Per le donne, il quadro è contrastato: i tassi di occupazione sono inferiori agli uomini e c'è un ampio divario nelle retribuzioni, ma non ci sono differenze in materia di sicurezza.
Le sfide sul futuro del mercato del lavoro non si giocano dunque solo sulla quantità dei posti, ma anche sulla loro qualità. «La nostra analisi dimostra che i due aspetti vanno insieme: i Paesi che fanno relativamente bene in termine di qualità sono anche quelli con i tassi di occupazione più elevati», fa notare Scarpetta.
I risultati per l'Italia non sono incoraggianti: la qualità del lavoro in Italia è bassa, al di sotto della media Ocse, in particolare per quanto riguarda la sicurezza e la qualità dell'ambiente.

In termini di qualità delle remunerazioni l'Italia è nella media: nonostante i salari medi siano inferiori alla media Ocse a parità di potere d'acquisto, le disuguaglianze nella loro distribuzione sono meno marcate che in molti altri Paesi. I due elementi insieme permettono di posizionare l'Italia nel gruppo di mezzo, al 14esimo posto sui 33 Paesi presi in considerazione, lontana dai Paesi scandinavi, ma anche da quelli dell'Est Europa.
Il problema più importante è invece la protezione nel mercato del lavoro. L'Italia è terz'ultima, subito dopo Grecia e Spagna: l'insicurezza deriva da una probabilità relativamente elevata di perdere il posto e non ritrovarne un altro rapidamente, ma soprattutto da un sistema di sostegno al reddito per i disoccupati che ne protegge solo una parte.

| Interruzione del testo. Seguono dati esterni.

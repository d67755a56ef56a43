// RPC HTTP routes
// Decision: One POST endpoint dispatching on the JSON-RPC `method` field
// Decision: A request id already in the store is answered from the store without re-executing

use std::sync::Arc;
use std::time::Duration;

use axum::{
    extract::{rejection::JsonRejection, State},
    http::StatusCode,
    routing::{get, post},
    Json, Router,
};
use leasekeep_engine::{Arguments, Engine, EngineError, TaskStatus, Work, WorkContext, WorkError};
use serde::Serialize;
use serde_json::{json, Value};
use tower_http::trace::TraceLayer;
use tracing::{debug, error, info, warn};

use crate::protocol::{add_numbers, add_operands, messages, methods, RpcRequest, RpcResponse};
use crate::store::{RequestStore, StoredRequest};

/// State shared by the RPC routes
#[derive(Clone)]
pub struct AppState {
    pub engine: Engine,
    pub store: Arc<RequestStore>,
    /// Simulated duration of `async_add`
    pub add_delay: Duration,
}

impl AppState {
    pub fn new(engine: Engine, add_delay: Duration) -> Self {
        Self {
            engine,
            store: Arc::new(RequestStore::new()),
            add_delay,
        }
    }
}

#[derive(Serialize)]
struct HealthResponse {
    status: &'static str,
    version: &'static str,
    tasks: usize,
    in_flight: usize,
}

type RpcReply = (StatusCode, Json<RpcResponse>);

/// Create the RPC router
pub fn router(state: AppState) -> Router {
    Router::new()
        .route("/health", get(health))
        .route("/rpc", post(rpc_handler))
        .with_state(state)
        .layer(TraceLayer::new_for_http())
}

async fn health(State(state): State<AppState>) -> Json<HealthResponse> {
    Json(HealthResponse {
        status: "ok",
        version: env!("CARGO_PKG_VERSION"),
        tasks: state.engine.task_count(),
        in_flight: state.engine.in_flight(),
    })
}

/// POST /rpc
async fn rpc_handler(
    State(state): State<AppState>,
    payload: Result<Json<RpcRequest>, JsonRejection>,
) -> RpcReply {
    let request = match payload {
        Ok(Json(request)) => request,
        Err(rejection) => {
            warn!(error = %rejection.body_text(), "Rejected RPC payload");
            return reply(
                StatusCode::BAD_REQUEST,
                RpcResponse::error(Value::Null, messages::INVALID_JSON),
            );
        }
    };

    let method = request.method.clone().unwrap_or_default();
    info!(%method, id = %request.id, "Received RPC request");

    let Some(request_id) = request.id_key() else {
        return reply(
            StatusCode::BAD_REQUEST,
            RpcResponse::error(request.id, messages::MISSING_ID),
        );
    };

    if let Some(stored) = lookup(&state, &request_id) {
        debug!(%request_id, status = %stored.status, "Answering from request store");
        return reply(StatusCode::OK, stored_response(request.id, stored));
    }

    match method.as_str() {
        methods::HELLO => reply(
            StatusCode::OK,
            RpcResponse::completed(request.id, json!(messages::HELLO)),
        ),
        methods::ADD => handle_add(&state, request, &request_id),
        methods::ASYNC_ADD => handle_async_add(&state, request, &request_id),
        methods::CHECK_TASK_STATUS => {
            info!(%request_id, "Request ID not found");
            reply(
                StatusCode::NOT_FOUND,
                RpcResponse::error(request.id, messages::REQUEST_NOT_FOUND),
            )
        }
        _ => {
            warn!(%method, "Method not found");
            reply(
                StatusCode::NOT_FOUND,
                RpcResponse::error(request.id, messages::METHOD_NOT_FOUND),
            )
        }
    }
}

fn handle_add(state: &AppState, request: RpcRequest, request_id: &str) -> RpcReply {
    let Some(sum) = add_operands(&request.params).and_then(|(x, y)| add_numbers(&x, &y)) else {
        return invalid_params(request.id);
    };

    state
        .store
        .put(request_id, StoredRequest::completed(sum.clone()));
    reply(StatusCode::OK, RpcResponse::completed(request.id, sum))
}

fn handle_async_add(state: &AppState, request: RpcRequest, request_id: &str) -> RpcReply {
    let Some((x, y)) = add_operands(&request.params) else {
        return invalid_params(request.id);
    };

    if !state.store.insert_new(request_id, StoredRequest::running()) {
        // a concurrent request with the same id got there first
        let stored = lookup(state, request_id).unwrap_or_else(StoredRequest::running);
        return reply(StatusCode::OK, stored_response(request.id, stored));
    }

    let mut arguments = Arguments::new();
    arguments.insert("x".to_string(), x);
    arguments.insert("y".to_string(), y);

    let work = async_add_work(Arc::clone(&state.store), state.add_delay);
    match state.engine.submit(work, request_id, arguments) {
        Ok(()) => reply(
            StatusCode::OK,
            RpcResponse::running(request.id, json!(messages::TASK_SUBMITTED)),
        ),
        Err(e) => {
            error!(%request_id, error = %e, "Failed to submit async_add");
            state
                .store
                .put(request_id, StoredRequest::failed(e.to_string()));
            let (status, message) = match e {
                EngineError::ShuttingDown => (
                    StatusCode::SERVICE_UNAVAILABLE,
                    messages::SHUTTING_DOWN.to_string(),
                ),
                other => (StatusCode::INTERNAL_SERVER_ERROR, other.to_string()),
            };
            reply(status, RpcResponse::error(request.id, message))
        }
    }
}

/// Work behind `async_add`: wait, then record `x + y` in the request store
///
/// Failures are only stored while the attempt still owns the task.
pub fn async_add_work(store: Arc<RequestStore>, delay: Duration) -> Work {
    Work::new(move |ctx: WorkContext| {
        let store = Arc::clone(&store);
        async move {
            let outcome = delayed_sum(&ctx, delay).await;

            match &outcome {
                Ok(sum) => {
                    store.put(&ctx.task_id, StoredRequest::completed(sum.clone()));
                    ctx.complete(sum.clone());
                }
                // a superseded attempt failing is not a verdict on the request
                Err(e) if ctx.is_current_attempt() => {
                    store.put(&ctx.task_id, StoredRequest::failed(e.message.clone()))
                }
                Err(e) => debug!(
                    task_id = %ctx.task_id,
                    attempt_id = %ctx.attempt_id,
                    error = %e,
                    "Superseded async_add attempt failed"
                ),
            }
            outcome
        }
    })
}

async fn delayed_sum(ctx: &WorkContext, delay: Duration) -> Result<Value, WorkError> {
    let x: Value = ctx.arg("x")?;
    let y: Value = ctx.arg("y")?;
    debug!(task_id = %ctx.task_id, ?delay, "Simulating a long computation");
    tokio::time::sleep(delay).await;
    add_numbers(&x, &y).ok_or_else(|| WorkError::failed(messages::INVALID_PARAMS))
}

/// Stored state of a request, corrected by the engine's verdict
///
/// A request still marked running whose task the engine reports as failed is recorded and
/// returned as failed.
fn lookup(state: &AppState, request_id: &str) -> Option<StoredRequest> {
    let stored = state.store.get(request_id)?;
    if !stored.status.is_running() {
        return Some(stored);
    }

    match state.engine.status(request_id) {
        Ok(view) if view.status == TaskStatus::Failed => {
            let failed =
                StoredRequest::failed(view.error.unwrap_or_else(|| "task failed".to_string()));
            state.store.put(request_id, failed.clone());
            Some(failed)
        }
        _ => Some(stored),
    }
}

fn stored_response(id: Value, stored: StoredRequest) -> RpcResponse {
    RpcResponse {
        id,
        result: stored.result,
        status: stored.status,
        error: stored.error,
    }
}

fn invalid_params(id: Value) -> RpcReply {
    reply(
        StatusCode::BAD_REQUEST,
        RpcResponse::error(id, messages::INVALID_PARAMS),
    )
}

fn reply(status: StatusCode, body: RpcResponse) -> RpcReply {
    (status, Json(body))
}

Anche in termini di qualità dell'ambiente di lavoro l'Italia è nella parte bassa della classifica. Oltre a Grecia e Spagna, fa meglio solo di alcuni Paesi dell'Est Europa: quasi la metà dei lavoratori italiani è sotto pressione, cioè con ritmi di lavoro e rischi per la salute non compensati dal livello di autonomia e sostegno che ricevono.
Il Jobs act, per Scarpetta, va nella direzione giusta. Ma c'è ancora molto altro da fare.